Another year and St Mabyn, between Wadebridge and Camelford, is another fairly typical Cornish rural parish. Around two-thirds of its men were employed on the farms of the parish in 1861. Demand for labourers then gradually fell and in consequence the total population of the parish had declined by 12 per cent by 1900, in line with that for Cornwall in general. St Mabyn probably sent fewer of its children overseas than the norm; at least none of the five St Mabyn children in our database ventured across the seas.

However, the parish offers a glimpse of two rural occupations not so far covered in this series of blogs. Emma Bate was the daughter of an innkeeper at the Old Inn in St Mabyn churchtown. Her father John also farmed some land and by 1871, when he had had moved to the New Inn at Dinhams Bridge in the parish, was also doing his own malting. When John died, his son Theophilus took over the inn and the malting and brewing business. Emma remained in the family home and ran the house for her unmarried brother.

Malt can be produced from various grains but the vast majority comes from malting barley, a special kind of barley. Although malt is nowadays also used to flavour other foods, its main use by far in the nineteenth century was as an ingredient in beer. Traditionally malt was soaked in water to allow germination and then spread out over a floor, occasionally raked or turned to prevent excessive heat build-up. When ready it was loaded into a kiln and dried or roasted by a flow of hot air. Variations in the heat applied could produce subtly different tastes in the beer. We shall never know what the Bates’ beer tasted like, but things would hopefully have improved since Andrew Boorde visited Cornwall around 1540 and pronounced Cornish ale as ‘looking white and thick, as if pigs had wrestled in it.’

The countryside near Trescowe Farm these days looking north

Harry Olver was the son of a well-off farmer at Trescowe Farm. Harry embraced a career as a veterinary surgeon, moving away to practice in Staffordshire, where he lived until his death in 1903. In his will he left the considerable sum of £16,192 (around £2 million these days). Veterinary practice was obviously a profitable business.

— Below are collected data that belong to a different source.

//! Scrape cycle: fetch the Spring endpoint and publish its values.

use std::collections::HashSet;
use std::sync::Arc;
use std::time::Duration;

use parking_lot::RwLock;
use tokio::sync::Mutex;
use tracing::{debug, error, warn};

use crate::config::TargetConfig;
use crate::error::{Result, ScrapeError};
use crate::exposition::ExpositionWriter;
use crate::fetcher::Fetcher;
use crate::mapping::{build_metric_name, is_valid_metric_name, sanitize_key};
use crate::measurement::{Measurement, MeasurementSink};
use crate::payload::RawPayload;

const UP_HELP: &str = "Could spring endpoint be reached";
const DURATION_HELP: &str = "How long the spring endpoint took to deliver the metrics";

/// Collector statistics.
#[derive(Debug, Clone, Default)]
pub struct CollectorStats {
    /// Total scrape cycles run.
    pub cycles: u64,
    /// Cycles that published the payload.
    pub cycles_succeeded: u64,
    /// Request construction failures.
    pub construction_errors: u64,
    /// DNS, connect, TLS or timeout failures.
    pub transport_errors: u64,
    /// Non-200 responses.
    pub status_errors: u64,
    /// Body read failures.
    pub body_read_errors: u64,
    /// Bodies that were not a flat numeric JSON object.
    pub parse_errors: u64,
    /// Payload entries skipped because of an invalid or duplicate name.
    pub entries_skipped: u64,
}

/// Publishes the Spring endpoint's metrics, one full scrape per call.
///
/// Calls to [`collect`](Self::collect) are serialized: a second caller waits
/// until the running cycle has emitted everything, then runs its own cycle.
pub struct SpringCollector {
    fetcher: Fetcher,
    namespace: String,
    up_name: String,
    duration_name: String,
    /// Held for the whole cycle.
    cycle_lock: Mutex<()>,
    stats: RwLock<CollectorStats>,
}

impl SpringCollector {
    /// Create a collector for the given target.
    pub fn new(target: &TargetConfig) -> Result<Self> {
        Ok(Self {
            fetcher: Fetcher::new(target)?,
            namespace: target.namespace.clone(),
            up_name: build_metric_name(&target.namespace, "up"),
            duration_name: build_metric_name(&target.namespace, "response_duration"),
            cycle_lock: Mutex::new(()),
            stats: RwLock::new(CollectorStats::default()),
        })
    }

    /// Run one scrape cycle, streaming measurements into `sink`.
    ///
    /// Emits `response_duration` then `up`, then one untyped measurement per
    /// payload entry. Errors are logged here and also returned; on error no
    /// payload measurement is emitted. Returns the number of payload
    /// measurements on success.
    pub async fn collect<S: MeasurementSink>(&self, sink: &mut S) -> Result<usize> {
        let _guard = self.cycle_lock.lock().await;

        let result = self.scrape(sink).await;
        self.record_outcome(&result);

        if let Err(e) = &result {
            error!(
                uri = %self.fetcher.uri(),
                kind = e.kind(),
                "Error scraping spring endpoint: {}",
                e
            );
        }

        result
    }

    /// Run one scrape cycle and render it in Prometheus text format.
    pub async fn render(&self) -> String {
        let mut writer = ExpositionWriter::new();
        // Already logged by collect; the meta-measurements carry the outcome.
        let _ = self.collect(&mut writer).await;
        writer.finish()
    }

    /// Get collector statistics.
    pub fn stats(&self) -> CollectorStats {
        self.stats.read().clone()
    }

    async fn scrape<S: MeasurementSink>(&self, sink: &mut S) -> Result<usize> {
        // Fetch; duration and up are emitted on every path
        let response = match self.fetcher.fetch().await {
            Ok(response) => response,
            Err(failure) => {
                let up = failure.error.response_received();
                self.emit_meta(sink, failure.elapsed.unwrap_or_default(), up);
                return Err(failure.error);
            }
        };

        // Any response at all counts as up, whatever the status
        self.emit_meta(sink, response.elapsed, true);

        if response.status != 200 {
            return Err(ScrapeError::Status(response.status));
        }

        // Parse before emitting anything so errors never publish a partial payload
        let payload = RawPayload::parse(&response.body)?;
        debug!("Result has {} rows", payload.len());

        Ok(self.emit_payload(sink, payload))
    }

    fn emit_meta<S: MeasurementSink>(&self, sink: &mut S, elapsed: Duration, up: bool) {
        sink.emit(Measurement::gauge(
            &self.duration_name,
            DURATION_HELP,
            elapsed.as_secs_f64(),
        ));
        sink.emit(Measurement::gauge(
            &self.up_name,
            UP_HELP,
            if up { 1.0 } else { 0.0 },
        ));
    }

    fn emit_payload<S: MeasurementSink>(&self, sink: &mut S, payload: RawPayload) -> usize {
        // Meta names are taken; payload keys may not shadow them
        let mut seen: HashSet<String> = HashSet::with_capacity(payload.len() + 2);
        seen.insert(self.up_name.clone());
        seen.insert(self.duration_name.clone());

        let mut emitted = 0;
        let mut skipped = 0;

        for (key, value) in payload {
            let snake_key = sanitize_key(&key);
            let name = build_metric_name(&self.namespace, &snake_key);

            if !is_valid_metric_name(&name) {
                warn!(
                    key = %key,
                    name = %name,
                    "Skipping key that does not form a valid metric name"
                );
                skipped += 1;
                continue;
            }
            if !seen.insert(name.clone()) {
                warn!(
                    key = %key,
                    name = %name,
                    "Skipping key that collides with an earlier metric"
                );
                skipped += 1;
                continue;
            }

            debug!(
                "Adding key {} (originally {}) with value {}",
                snake_key, key, value
            );
            sink.emit(Measurement::untyped(name, key, value));
            emitted += 1;
        }

        if skipped > 0 {
            self.stats.write().entries_skipped += skipped;
        }

        emitted
    }

    fn record_outcome(&self, result: &Result<usize>) {
        let mut stats = self.stats.write();
        stats.cycles += 1;

        match result {
            Ok(_) => stats.cycles_succeeded += 1,
            Err(ScrapeError::Client(_)) | Err(ScrapeError::Construction(_)) => {
                stats.construction_errors += 1
            }
            Err(ScrapeError::Transport(_)) => stats.transport_errors += 1,
            Err(ScrapeError::Status(_)) => stats.status_errors += 1,
            Err(ScrapeError::BodyRead(_)) => stats.body_read_errors += 1,
            Err(ScrapeError::Parse(_)) => stats.parse_errors += 1,
        }
    }
}

/// Create a shareable collector handle.
pub type SharedCollector = Arc<SpringCollector>;

#[cfg(test)]
mod tests {
    use super::*;
    use crate::mapping::ValueKind;

    fn unreachable_target(namespace: &str) -> TargetConfig {
        TargetConfig {
            uri: "http://127.0.0.1:1/metrics".to_string(),
            namespace: namespace.to_string(),
            timeout_secs: 2,
            ..Default::default()
        }
    }

    fn collector(namespace: &str) -> SpringCollector {
        SpringCollector::new(&unreachable_target(namespace)).unwrap()
    }

    #[test]
    fn test_meta_names() {
        let c = collector("spring");
        assert_eq!(c.up_name, "spring_up");
        assert_eq!(c.duration_name, "spring_response_duration");

        let c = collector("");
        assert_eq!(c.up_name, "up");
        assert_eq!(c.duration_name, "response_duration");
    }

    #[test]
    fn test_emit_meta_order() {
        let c = collector("spring");
        let mut sink: Vec<Measurement> = Vec::new();
        c.emit_meta(&mut sink, Duration::from_millis(250), false);

        assert_eq!(sink.len(), 2);
        assert_eq!(sink[0].name, "spring_response_duration");
        assert_eq!(sink[0].value, 0.25);
        assert_eq!(sink[0].kind, ValueKind::Gauge);
        assert_eq!(sink[1].name, "spring_up");
        assert_eq!(sink[1].value, 0.0);
    }

    #[test]
    fn test_emit_payload_sanitizes_and_keeps_original_help() {
        let c = collector("spring");
        let payload =
            RawPayload::parse(br#"{"jvm.memory.used": 12345.0, "disk free": 999.0}"#).unwrap();

        let mut sink: Vec<Measurement> = Vec::new();
        let emitted = c.emit_payload(&mut sink, payload);

        assert_eq!(emitted, 2);
        assert_eq!(
            sink[0],
            Measurement::untyped("spring_jvm_memory_used", "jvm.memory.used", 12345.0)
        );
        assert_eq!(
            sink[1],
            Measurement::untyped("spring_disk_free", "disk free", 999.0)
        );
    }

    #[test]
    fn test_emit_payload_skips_colliding_names() {
        let c = collector("spring");
        let payload = RawPayload::parse(br#"{"a.b": 1, "a-b": 2, "up": 3}"#).unwrap();

        let mut sink: Vec<Measurement> = Vec::new();
        let emitted = c.emit_payload(&mut sink, payload);

        assert_eq!(emitted, 1);
        assert_eq!(sink[0].name, "spring_a_b");
        assert_eq!(sink[0].help, "a.b");
        assert_eq!(c.stats().entries_skipped, 2);
    }

    #[test]
    fn test_emit_payload_skips_invalid_names() {
        let c = collector("");
        let payload = RawPayload::parse(br#"{"": 1, "9lives": 2, "ok": 3}"#).unwrap();

        let mut sink: Vec<Measurement> = Vec::new();
        let emitted = c.emit_payload(&mut sink, payload);

        assert_eq!(emitted, 1);
        assert_eq!(sink[0].name, "ok");
    }

    #[test]
    fn test_emit_payload_empty_key_with_namespace() {
        let c = collector("spring");
        let payload = RawPayload::parse(br#"{"": 1}"#).unwrap();

        let mut sink: Vec<Measurement> = Vec::new();
        assert_eq!(c.emit_payload(&mut sink, payload), 0);
        assert!(sink.is_empty());
    }

    #[tokio::test]
    async fn test_collect_transport_error_emits_up_zero() {
        let c = collector("spring");
        let mut sink: Vec<Measurement> = Vec::new();

        let result = c.collect(&mut sink).await;

        assert!(matches!(result, Err(ScrapeError::Transport(_))));
        assert_eq!(sink.len(), 2);
        assert_eq!(sink[0].name, "spring_response_duration");
        assert!(sink[0].value >= 0.0);
        assert_eq!(sink[1].name, "spring_up");
        assert_eq!(sink[1].value, 0.0);

        let stats = c.stats();
        assert_eq!(stats.cycles, 1);
        assert_eq!(stats.transport_errors, 1);
        assert_eq!(stats.cycles_succeeded, 0);
    }

    #[tokio::test]
    async fn test_collect_construction_error_emits_zero_meta() {
        let target = TargetConfig {
            uri: "not a uri".to_string(),
            ..Default::default()
        };
        let c = SpringCollector::new(&target).unwrap();
        let mut sink: Vec<Measurement> = Vec::new();

        let result = c.collect(&mut sink).await;

        assert!(matches!(result, Err(ScrapeError::Construction(_))));
        assert_eq!(sink.len(), 2);
        assert_eq!(sink[0].value, 0.0);
        assert_eq!(sink[1].value, 0.0);
        assert_eq!(c.stats().construction_errors, 1);
    }
}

Like other professions in the Victorian era vets had been able to establish a closed shop and keep out unqualified and traditional practitioners (including women). In 1844 a charter was granted to protect the status of the profession and a Royal College of Veterinary Surgeons created. Veterinary schools followed, the earliest in Scotland in the 1850s. The outbreak of rinderpest (or cattle plague) in 1865/66 increased the demand for the profession and the Veterinary Surgeons Act of 1881 further limited entry into the Royal College. It is noticeable that Harry was careful to add FRCVS (Fellow of the Royal College of Veterinary Surgeons) to his name in the 1881 census. The enhanced status of the profession was further indicated when he became a Justice of the Peace in the 1880s.